En matière de numérique, nous avons l'ambition de porter et de protéger les données et l'identité numérique de tous les Français, parce que nous sommes pérennes, neutres, et que nous bénéficions de leur confiance. Nous investissons dans le domaine. Peut-être ne l'avez-vous pas noté parce que la société est encore de petite taille, mais nous sommes devenus propriétaires de Resto-in, une plateforme internet de livraison de repas à domicile, qui est actuellement le numéro deux du secteur. Nous avons l'ambition d'en faire le numéro un, preuve que nous remontons dans la chaîne de valeurs.

Notre stratégie repose aussi sur l'innovation : La Banque Postale s'est alliée à Aegon et Malakoff Médéric ; GeoPost a lancé Chronofresh ; le Service-Courrier-Colis développe tous ces services que je viens de décrire.

Cette accélération de la transformation est impossible si l'on n'embarque pas la totalité des postières et des postiers. C'est la raison pour laquelle je faisais référence à notre accord social majoritaire « Un avenir pour chaque postier » qui comporte un effort de formation absolument inédit de notre personnel. Tous les facteurs sont équipés de smartphone, un outil de travail devenu quotidien. N'est-ce pas la meilleure façon de lutter contre la fracture numérique ? Ces 95 000 smartphones fonctionnent en réseau. Conscients de la difficulté de ces changements, nous avons engagé un plan de développement et de formation managériale considérable tout en poursuivant les négociations sociales sur les conditions de travail et l'avenir des métiers.

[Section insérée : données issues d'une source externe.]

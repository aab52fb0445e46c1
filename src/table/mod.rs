//! Labeled time-series tables
//!
//! A [`LabeledSeriesTable`] is the unit of input for one domain (weather,
//! economic indicators, social signals, ...). It is a set of equally long,
//! named columns; at least one of them holds timestamps. Values are either
//! floating point or explicitly missing, never implicitly coerced.

mod dataframe;

use crate::error::{InsightError, Result};
use chrono::{DateTime, Utc};
use serde::{Deserialize, Serialize};
use std::collections::HashSet;

/// Typed storage for a single column
#[derive(Debug, Clone, PartialEq, Serialize, Deserialize)]
pub enum ColumnData {
    /// Timestamps; `None` marks a missing timestamp
    Time(Vec<Option<DateTime<Utc>>>),
    /// Numeric values; `None` marks a missing observation
    Numeric(Vec<Option<f64>>),
    /// Raw text left uncleaned upstream. Never coerced.
    Text(Vec<Option<String>>),
}

impl ColumnData {
    /// Number of rows in the column
    pub fn len(&self) -> usize {
        match self {
            ColumnData::Time(v) => v.len(),
            ColumnData::Numeric(v) => v.len(),
            ColumnData::Text(v) => v.len(),
        }
    }

    /// True if the column has no rows
    pub fn is_empty(&self) -> bool {
        self.len() == 0
    }

    /// Short type name used in error messages
    pub fn dtype_name(&self) -> &'static str {
        match self {
            ColumnData::Time(_) => "time",
            ColumnData::Numeric(_) => "numeric",
            ColumnData::Text(_) => "text",
        }
    }
}

/// A named column of a [`LabeledSeriesTable`]
#[derive(Debug, Clone, PartialEq, Serialize, Deserialize)]
pub struct Column {
    pub name: String,
    pub data: ColumnData,
}

/// Time-indexed table for one domain
#[derive(Debug, Clone, PartialEq, Serialize, Deserialize)]
pub struct LabeledSeriesTable {
    domain: String,
    columns: Vec<Column>,
}

impl LabeledSeriesTable {
    /// Create an empty table for `domain`
    pub fn new(domain: impl Into<String>) -> Self {
        Self {
            domain: domain.into(),
            columns: Vec::new(),
        }
    }

    /// Add a timestamp column
    pub fn with_time_column(
        mut self,
        name: impl Into<String>,
        values: Vec<Option<DateTime<Utc>>>,
    ) -> Self {
        self.columns.push(Column {
            name: name.into(),
            data: ColumnData::Time(values),
        });
        self
    }

    /// Add a numeric column. NaN and infinite inputs are stored as missing.
    pub fn with_numeric_column(mut self, name: impl Into<String>, values: Vec<Option<f64>>) -> Self {
        let values = values
            .into_iter()
            .map(|v| v.filter(|x| x.is_finite()))
            .collect();
        self.columns.push(Column {
            name: name.into(),
            data: ColumnData::Numeric(values),
        });
        self
    }

    /// Add a numeric column with no missing values
    pub fn with_values(self, name: impl Into<String>, values: &[f64]) -> Self {
        self.with_numeric_column(name, values.iter().map(|&v| Some(v)).collect())
    }

    /// Add a text column
    pub fn with_text_column(mut self, name: impl Into<String>, values: Vec<Option<String>>) -> Self {
        self.columns.push(Column {
            name: name.into(),
            data: ColumnData::Text(values),
        });
        self
    }

    /// Check structural invariants: equal column lengths and unique names
    pub fn validate(&self) -> Result<()> {
        let mut seen = HashSet::with_capacity(self.columns.len());
        for col in &self.columns {
            if !seen.insert(col.name.as_str()) {
                return Err(InsightError::ValidationError(format!(
                    "duplicate column '{}' in domain '{}'",
                    col.name, self.domain
                )));
            }
        }

        if let Some(first) = self.columns.first() {
            let n_rows = first.data.len();
            if let Some(bad) = self.columns.iter().find(|c| c.data.len() != n_rows) {
                return Err(InsightError::ValidationError(format!(
                    "column '{}' in domain '{}' has {} rows, expected {}",
                    bad.name,
                    self.domain,
                    bad.data.len(),
                    n_rows
                )));
            }
        }

        Ok(())
    }

    /// Domain name
    pub fn domain(&self) -> &str {
        &self.domain
    }

    /// Number of rows (0 for a table without columns)
    pub fn n_rows(&self) -> usize {
        self.columns.first().map(|c| c.data.len()).unwrap_or(0)
    }

    /// All columns in insertion order
    pub fn columns(&self) -> &[Column] {
        &self.columns
    }

    /// Column names in insertion order
    pub fn column_names(&self) -> Vec<&str> {
        self.columns.iter().map(|c| c.name.as_str()).collect()
    }

    /// Look up a column by name
    pub fn column(&self, name: &str) -> Option<&Column> {
        self.columns.iter().find(|c| c.name == name)
    }

    /// Timestamps of a time column, if `name` is one
    pub fn time_values(&self, name: &str) -> Option<&[Option<DateTime<Utc>>]> {
        match self.column(name).map(|c| &c.data) {
            Some(ColumnData::Time(v)) => Some(v),
            _ => None,
        }
    }

    /// Values of a numeric column, if `name` is one
    pub fn numeric(&self, name: &str) -> Option<&[Option<f64>]> {
        match self.column(name).map(|c| &c.data) {
            Some(ColumnData::Numeric(v)) => Some(v),
            _ => None,
        }
    }

    /// Numeric columns in insertion order
    pub fn numeric_columns(&self) -> impl Iterator<Item = (&str, &[Option<f64>])> {
        self.columns.iter().filter_map(|c| match &c.data {
            ColumnData::Numeric(v) => Some((c.name.as_str(), v.as_slice())),
            _ => None,
        })
    }

    /// Fail if any column other than `time_column` is not numeric
    pub fn ensure_numeric(&self, time_column: &str) -> Result<()> {
        for col in &self.columns {
            if col.name == time_column {
                continue;
            }
            if !matches!(col.data, ColumnData::Numeric(_)) {
                return Err(InsightError::NonNumericColumn {
                    domain: self.domain.clone(),
                    column: col.name.clone(),
                    dtype: col.data.dtype_name().to_string(),
                });
            }
        }
        Ok(())
    }
}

En résumé, il s'agit de construire la première entreprise de services de proximité humaine de notre pays à l'horizon de 2020, car nous savons faire ce qu'aucune autre entreprise de ce pays ne sait faire : proposer un échange, une relation humaine, un service de proximité tous les jours, à toute la population, soit des millions de personnes réparties sur tout le territoire. Tel est l'avenir de La Poste. La construction de cette très grande entreprise se fonde sur le service public et elle s'inscrit évidemment dans une logique de développement durable et d'économie d'énergie.

Avant la fin de l'année 2015, nous avons construit 110 maisons de services au public dans des bureaux de poste ; il y en aura 500 à la fin de 2016. En 2013, je vous parlais d'une expérience conduite dans l'Eure-et-Loir, celle du facteur-guichetier qui tient le bureau de poste maintenu le matin et qui fait la tournée l'après-midi. Il y avait un facteur-guichetier en 2013, ils étaient 265 à la fin de 2015 et ils seront plus de 1 000 à la fin de 2017. Nous répondons ainsi aux territoires qui ont besoin d'une présence humaine et pas seulement d'écrans tactiles. Tel est le projet de La Poste : construire la plus grande entreprise de services de proximité humaine, qui s'adapte au e-commerce, à la révolution numérique et qui montre que les postières et les postiers sont capables à la fois de changer leur entreprise et de participer à l'évolution de leurs clients, des territoires et de notre pays.